**WHAT THE EXERCISE ASKS**
Find every line below with the word "text". Then give only how many there are.

Saved entries
================

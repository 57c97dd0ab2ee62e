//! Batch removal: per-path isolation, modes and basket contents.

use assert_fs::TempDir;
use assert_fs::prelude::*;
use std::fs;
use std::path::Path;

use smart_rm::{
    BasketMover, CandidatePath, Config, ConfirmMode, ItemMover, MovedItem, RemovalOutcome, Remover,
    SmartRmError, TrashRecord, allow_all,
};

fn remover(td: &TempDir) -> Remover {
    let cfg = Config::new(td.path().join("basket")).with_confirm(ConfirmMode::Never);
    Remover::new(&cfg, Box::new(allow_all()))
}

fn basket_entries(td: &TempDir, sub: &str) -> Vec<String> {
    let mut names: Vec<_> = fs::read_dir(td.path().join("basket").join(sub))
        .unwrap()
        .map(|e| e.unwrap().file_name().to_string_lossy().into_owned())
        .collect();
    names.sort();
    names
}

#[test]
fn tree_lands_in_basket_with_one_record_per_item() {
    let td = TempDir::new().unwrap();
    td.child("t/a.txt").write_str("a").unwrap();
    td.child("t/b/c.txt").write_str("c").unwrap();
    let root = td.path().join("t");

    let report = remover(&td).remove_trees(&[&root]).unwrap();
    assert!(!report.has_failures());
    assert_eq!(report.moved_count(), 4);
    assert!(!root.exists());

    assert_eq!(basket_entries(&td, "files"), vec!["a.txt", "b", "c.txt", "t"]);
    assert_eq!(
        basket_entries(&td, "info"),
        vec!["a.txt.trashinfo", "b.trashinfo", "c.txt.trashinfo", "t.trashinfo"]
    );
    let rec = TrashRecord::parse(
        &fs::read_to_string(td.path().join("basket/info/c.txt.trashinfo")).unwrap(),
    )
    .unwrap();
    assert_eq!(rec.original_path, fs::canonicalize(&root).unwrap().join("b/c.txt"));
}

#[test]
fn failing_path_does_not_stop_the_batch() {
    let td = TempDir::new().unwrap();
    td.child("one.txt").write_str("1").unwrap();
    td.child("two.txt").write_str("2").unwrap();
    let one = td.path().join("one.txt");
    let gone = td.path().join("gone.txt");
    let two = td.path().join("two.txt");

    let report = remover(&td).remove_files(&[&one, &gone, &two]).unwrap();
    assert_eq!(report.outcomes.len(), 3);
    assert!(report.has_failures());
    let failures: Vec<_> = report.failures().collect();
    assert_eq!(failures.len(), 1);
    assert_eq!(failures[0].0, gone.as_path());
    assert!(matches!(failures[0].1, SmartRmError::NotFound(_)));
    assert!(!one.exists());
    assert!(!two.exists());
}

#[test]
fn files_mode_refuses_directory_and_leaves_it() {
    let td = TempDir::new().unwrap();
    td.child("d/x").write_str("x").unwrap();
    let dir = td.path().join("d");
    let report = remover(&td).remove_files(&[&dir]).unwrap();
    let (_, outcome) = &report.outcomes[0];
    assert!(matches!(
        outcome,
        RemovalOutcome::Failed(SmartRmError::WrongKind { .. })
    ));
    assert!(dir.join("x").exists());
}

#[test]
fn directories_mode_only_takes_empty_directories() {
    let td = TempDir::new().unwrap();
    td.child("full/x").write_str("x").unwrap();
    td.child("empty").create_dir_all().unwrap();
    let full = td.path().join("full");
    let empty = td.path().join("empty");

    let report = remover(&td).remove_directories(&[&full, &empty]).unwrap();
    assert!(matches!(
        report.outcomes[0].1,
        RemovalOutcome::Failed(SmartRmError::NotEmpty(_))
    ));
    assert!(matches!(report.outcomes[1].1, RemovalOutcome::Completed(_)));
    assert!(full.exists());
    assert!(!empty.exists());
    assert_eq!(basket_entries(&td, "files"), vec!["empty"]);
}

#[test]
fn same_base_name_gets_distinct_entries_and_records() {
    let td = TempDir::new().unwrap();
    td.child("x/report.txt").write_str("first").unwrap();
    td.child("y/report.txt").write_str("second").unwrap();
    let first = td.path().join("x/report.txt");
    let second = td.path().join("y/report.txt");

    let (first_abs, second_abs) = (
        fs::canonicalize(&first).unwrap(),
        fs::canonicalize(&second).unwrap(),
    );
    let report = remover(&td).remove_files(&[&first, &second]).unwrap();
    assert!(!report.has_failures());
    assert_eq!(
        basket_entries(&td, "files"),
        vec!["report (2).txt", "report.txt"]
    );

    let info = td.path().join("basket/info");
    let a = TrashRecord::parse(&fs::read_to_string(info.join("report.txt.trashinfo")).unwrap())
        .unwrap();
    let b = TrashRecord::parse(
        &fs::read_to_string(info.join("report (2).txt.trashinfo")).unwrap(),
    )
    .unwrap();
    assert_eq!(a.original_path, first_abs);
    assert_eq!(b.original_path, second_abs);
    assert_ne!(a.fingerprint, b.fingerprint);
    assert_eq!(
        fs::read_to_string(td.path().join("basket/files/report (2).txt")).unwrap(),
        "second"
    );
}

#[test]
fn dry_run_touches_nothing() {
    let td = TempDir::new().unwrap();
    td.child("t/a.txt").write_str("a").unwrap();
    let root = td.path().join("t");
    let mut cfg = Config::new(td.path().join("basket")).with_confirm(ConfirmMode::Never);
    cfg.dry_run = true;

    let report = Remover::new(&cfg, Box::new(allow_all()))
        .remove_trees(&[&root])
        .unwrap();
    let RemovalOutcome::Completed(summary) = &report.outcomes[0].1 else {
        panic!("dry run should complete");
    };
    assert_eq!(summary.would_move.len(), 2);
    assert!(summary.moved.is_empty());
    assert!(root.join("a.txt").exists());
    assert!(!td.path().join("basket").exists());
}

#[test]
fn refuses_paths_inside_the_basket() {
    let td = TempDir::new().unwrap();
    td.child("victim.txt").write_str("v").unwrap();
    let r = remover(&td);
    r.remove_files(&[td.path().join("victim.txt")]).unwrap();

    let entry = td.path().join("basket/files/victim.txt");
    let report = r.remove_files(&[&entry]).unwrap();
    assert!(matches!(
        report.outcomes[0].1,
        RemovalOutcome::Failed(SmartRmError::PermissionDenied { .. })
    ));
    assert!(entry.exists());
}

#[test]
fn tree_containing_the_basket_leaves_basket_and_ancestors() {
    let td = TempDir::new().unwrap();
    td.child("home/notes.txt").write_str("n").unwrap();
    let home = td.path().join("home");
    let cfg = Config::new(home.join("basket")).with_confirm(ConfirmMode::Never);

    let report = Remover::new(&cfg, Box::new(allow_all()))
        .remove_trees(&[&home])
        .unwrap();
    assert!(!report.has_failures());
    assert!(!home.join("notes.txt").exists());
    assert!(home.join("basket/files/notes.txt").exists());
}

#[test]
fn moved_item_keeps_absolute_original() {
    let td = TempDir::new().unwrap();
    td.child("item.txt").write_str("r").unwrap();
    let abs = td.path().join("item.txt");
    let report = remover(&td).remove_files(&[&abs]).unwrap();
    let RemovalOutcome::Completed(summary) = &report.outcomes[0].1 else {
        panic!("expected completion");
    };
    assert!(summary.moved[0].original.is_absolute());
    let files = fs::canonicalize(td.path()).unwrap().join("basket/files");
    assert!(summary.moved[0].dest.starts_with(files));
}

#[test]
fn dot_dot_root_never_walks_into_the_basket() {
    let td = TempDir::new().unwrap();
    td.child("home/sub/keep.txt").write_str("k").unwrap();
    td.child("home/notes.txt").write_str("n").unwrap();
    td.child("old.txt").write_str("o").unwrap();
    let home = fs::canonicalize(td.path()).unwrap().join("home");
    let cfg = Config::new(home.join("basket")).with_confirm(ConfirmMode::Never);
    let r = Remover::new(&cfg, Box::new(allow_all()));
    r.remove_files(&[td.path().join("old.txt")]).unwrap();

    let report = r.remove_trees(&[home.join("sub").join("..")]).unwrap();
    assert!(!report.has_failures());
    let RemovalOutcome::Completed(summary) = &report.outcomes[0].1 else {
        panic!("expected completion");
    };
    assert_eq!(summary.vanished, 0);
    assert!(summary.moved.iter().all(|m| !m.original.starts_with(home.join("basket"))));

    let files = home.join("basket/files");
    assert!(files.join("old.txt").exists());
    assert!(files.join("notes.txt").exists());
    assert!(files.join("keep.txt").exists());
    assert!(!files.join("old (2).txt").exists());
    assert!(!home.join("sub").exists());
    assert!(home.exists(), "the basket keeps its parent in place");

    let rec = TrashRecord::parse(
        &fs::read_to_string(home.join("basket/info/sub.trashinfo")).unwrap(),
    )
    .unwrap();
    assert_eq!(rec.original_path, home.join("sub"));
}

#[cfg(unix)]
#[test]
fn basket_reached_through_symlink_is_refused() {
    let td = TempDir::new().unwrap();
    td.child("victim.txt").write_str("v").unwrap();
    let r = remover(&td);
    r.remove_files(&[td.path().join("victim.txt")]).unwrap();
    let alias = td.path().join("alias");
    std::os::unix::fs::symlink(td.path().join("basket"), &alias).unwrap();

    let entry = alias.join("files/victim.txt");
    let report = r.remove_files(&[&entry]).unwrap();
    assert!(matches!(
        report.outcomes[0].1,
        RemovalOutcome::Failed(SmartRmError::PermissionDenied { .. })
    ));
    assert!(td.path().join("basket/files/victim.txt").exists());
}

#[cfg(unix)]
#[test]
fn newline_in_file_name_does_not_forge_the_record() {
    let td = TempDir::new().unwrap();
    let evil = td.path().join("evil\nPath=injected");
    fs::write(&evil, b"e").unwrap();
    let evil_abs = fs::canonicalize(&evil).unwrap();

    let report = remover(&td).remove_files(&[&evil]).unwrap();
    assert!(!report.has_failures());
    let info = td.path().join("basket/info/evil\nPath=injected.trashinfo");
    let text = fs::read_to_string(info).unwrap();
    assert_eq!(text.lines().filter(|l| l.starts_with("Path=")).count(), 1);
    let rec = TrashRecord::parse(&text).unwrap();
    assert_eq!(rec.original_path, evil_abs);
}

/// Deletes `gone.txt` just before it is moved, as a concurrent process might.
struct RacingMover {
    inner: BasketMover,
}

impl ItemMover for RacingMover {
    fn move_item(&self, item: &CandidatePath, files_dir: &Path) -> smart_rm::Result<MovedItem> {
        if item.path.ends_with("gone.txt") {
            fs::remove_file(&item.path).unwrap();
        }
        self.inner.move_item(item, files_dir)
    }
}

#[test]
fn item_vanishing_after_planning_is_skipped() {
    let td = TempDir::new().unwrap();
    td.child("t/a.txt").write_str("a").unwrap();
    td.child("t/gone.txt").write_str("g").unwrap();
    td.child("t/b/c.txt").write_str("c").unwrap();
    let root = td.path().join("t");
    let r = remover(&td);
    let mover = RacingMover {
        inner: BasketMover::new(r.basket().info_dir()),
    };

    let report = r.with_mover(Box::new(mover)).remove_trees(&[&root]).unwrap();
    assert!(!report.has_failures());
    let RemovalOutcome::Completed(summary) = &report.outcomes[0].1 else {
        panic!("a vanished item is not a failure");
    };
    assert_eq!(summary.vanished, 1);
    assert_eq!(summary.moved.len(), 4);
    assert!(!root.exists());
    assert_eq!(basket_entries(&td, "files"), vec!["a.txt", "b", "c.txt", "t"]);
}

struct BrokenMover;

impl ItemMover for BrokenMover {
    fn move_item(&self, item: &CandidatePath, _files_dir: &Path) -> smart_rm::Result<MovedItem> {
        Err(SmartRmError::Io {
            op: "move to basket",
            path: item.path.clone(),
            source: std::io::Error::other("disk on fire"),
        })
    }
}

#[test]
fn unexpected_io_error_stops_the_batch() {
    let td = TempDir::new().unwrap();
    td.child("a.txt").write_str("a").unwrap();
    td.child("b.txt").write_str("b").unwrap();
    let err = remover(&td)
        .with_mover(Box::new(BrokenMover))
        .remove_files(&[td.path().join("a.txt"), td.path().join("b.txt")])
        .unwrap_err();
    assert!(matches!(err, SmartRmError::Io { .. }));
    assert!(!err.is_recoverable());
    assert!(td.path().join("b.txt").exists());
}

================

**RESULT OF THIS EXERCISE**
3